Tan(x+pi) + 2sin(x+pi)=0can you help prove this and make the left side equal the right?

Mathematics
1 answer:
vladimir1956 [14]3 years ago
5 0

This is not an identity but an equation. You're supposed to find the values of x for which this is true. It is *not* true for all values of x.

To see why:

\tan x has period \pi, which means \tan(x+\pi)=\tan x.

The angle sum identity for \sin x says that

\sin(x+\pi)=\sin x\cos \pi+\cos x\sin\pi=-\sin x

So

\tan(x+\pi)+2\sin(x+\pi)=\tan x-2\sin x

By definition of \tan x,

\tan x=\dfrac{\sin x}{\cos x}

and so

\tan x-2\sin x=\sin x\left(\dfrac1{\cos x}-2\right)

which is only 0 if either \sin x=0 (which only happens for certain values of x) or \dfrac1{\cos x}-2=0\implies\cos x=\dfrac12 (which also only happens for certain values of x).
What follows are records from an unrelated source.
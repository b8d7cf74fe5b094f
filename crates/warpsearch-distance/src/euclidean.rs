//! Squared Euclidean distance.

use std::fmt;

use crate::distance::{ElasticDistance, ExtendedDistance};
use crate::series::TimeSeriesView;
use crate::workspace::Workspace;

/// Lock-step squared Euclidean distance over the common prefix of two series.
///
/// Has no parameters; the validity window of every result is 0.
#[derive(Debug, Clone, Copy, Default, PartialEq, Eq)]
pub struct Euclidean;

impl ElasticDistance for Euclidean {
    fn distance_in(
        &self,
        a: TimeSeriesView<'_>,
        b: TimeSeriesView<'_>,
        cutoff: f64,
        _workspace: &mut Workspace,
    ) -> f64 {
        let mut total = 0.0;
        for (&x, &y) in a.as_slice().iter().zip(b.as_slice()) {
            total += (x - y).powi(2);
            if total > cutoff {
                return f64::INFINITY;
            }
        }
        total
    }

    fn distance_ext_in(
        &self,
        a: TimeSeriesView<'_>,
        b: TimeSeriesView<'_>,
        workspace: &mut Workspace,
    ) -> ExtendedDistance {
        ExtendedDistance {
            distance: self.distance_in(a, b, f64::INFINITY, workspace),
            validity: 0,
        }
    }
}

impl fmt::Display for Euclidean {
    fn fmt(&self, f: &mut fmt::Formatter<'_>) -> fmt::Result {
        write!(f, "euclidean")
    }
}

#[cfg(test)]
mod tests {
    use super::*;

    use crate::series::TimeSeries;

    #[test]
    fn sum_of_squares() {
        let a = TimeSeries::new(vec![0.0, 1.0, 2.0]).unwrap();
        let b = TimeSeries::new(vec![1.0, 1.0, 0.0]).unwrap();
        let ext = Euclidean.distance_ext(a.as_view(), b.as_view());
        assert_eq!(ext.distance, 5.0);
        assert_eq!(ext.validity, 0);
    }

    #[test]
    fn cutoff_abandons_midway() {
        let a = TimeSeries::new(vec![0.0, 0.0, 0.0]).unwrap();
        let b = TimeSeries::new(vec![3.0, 3.0, 3.0]).unwrap();
        assert_eq!(
            Euclidean.distance_with_cutoff(a.as_view(), b.as_view(), 10.0),
            f64::INFINITY
        );
        assert_eq!(Euclidean.distance_with_cutoff(a.as_view(), b.as_view(), 27.0), 27.0);
    }
}
//! One-nearest-neighbour time series classification under elastic distances.
//!
//! Builds on the kernels of `warpsearch-distance`. Parameter selection runs
//! leave-one-out cross-validation over a 100-entry grid per measure; the
//! fast search shares lazily tightened lower bounds across the whole grid so
//! the full accuracy curve costs about as much as one exhaustive search.

mod cache;
mod classifier;
mod config;
mod confusion;
mod dataset;
mod error;
mod lazy;
mod loocv;
mod measure;
mod result;
mod scan;
mod search;

pub use cache::{EnvelopeKey, SequenceCache, SeriesStats};
pub use classifier::OneNearestNeighbour;
pub use config::{LoocvMode, SeriesTransform};
pub use confusion::{ClassMetrics, ConfusionMatrix};
pub use dataset::Dataset;
pub use error::NnError;
pub use lazy::{AssessContext, BoundStage, LazyAssessor, Refinement};
pub use measure::{BoundBasis, GRID_SIZE, Measure, ParamShift, Schedule};
pub use result::{ClassificationResults, TrainingResults};
pub use search::{CandidateNn, NnStatus, NnTable};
It's these values of x you want to find.

\sin x=0 whenever x is a multiple of \pi, i.e. x=n\pi for any integer n.

If 0\le x, then \cos x=\dfrac12 is true for x=\dfrac\pi3 and x=\dfrac{5\pi}3. Then to account for all other possible values, we add a multiple of 2\pi, so that x=\dfrac\pi3+2n\pi or x=\dfrac{5\pi}3+2n\pi for integers n.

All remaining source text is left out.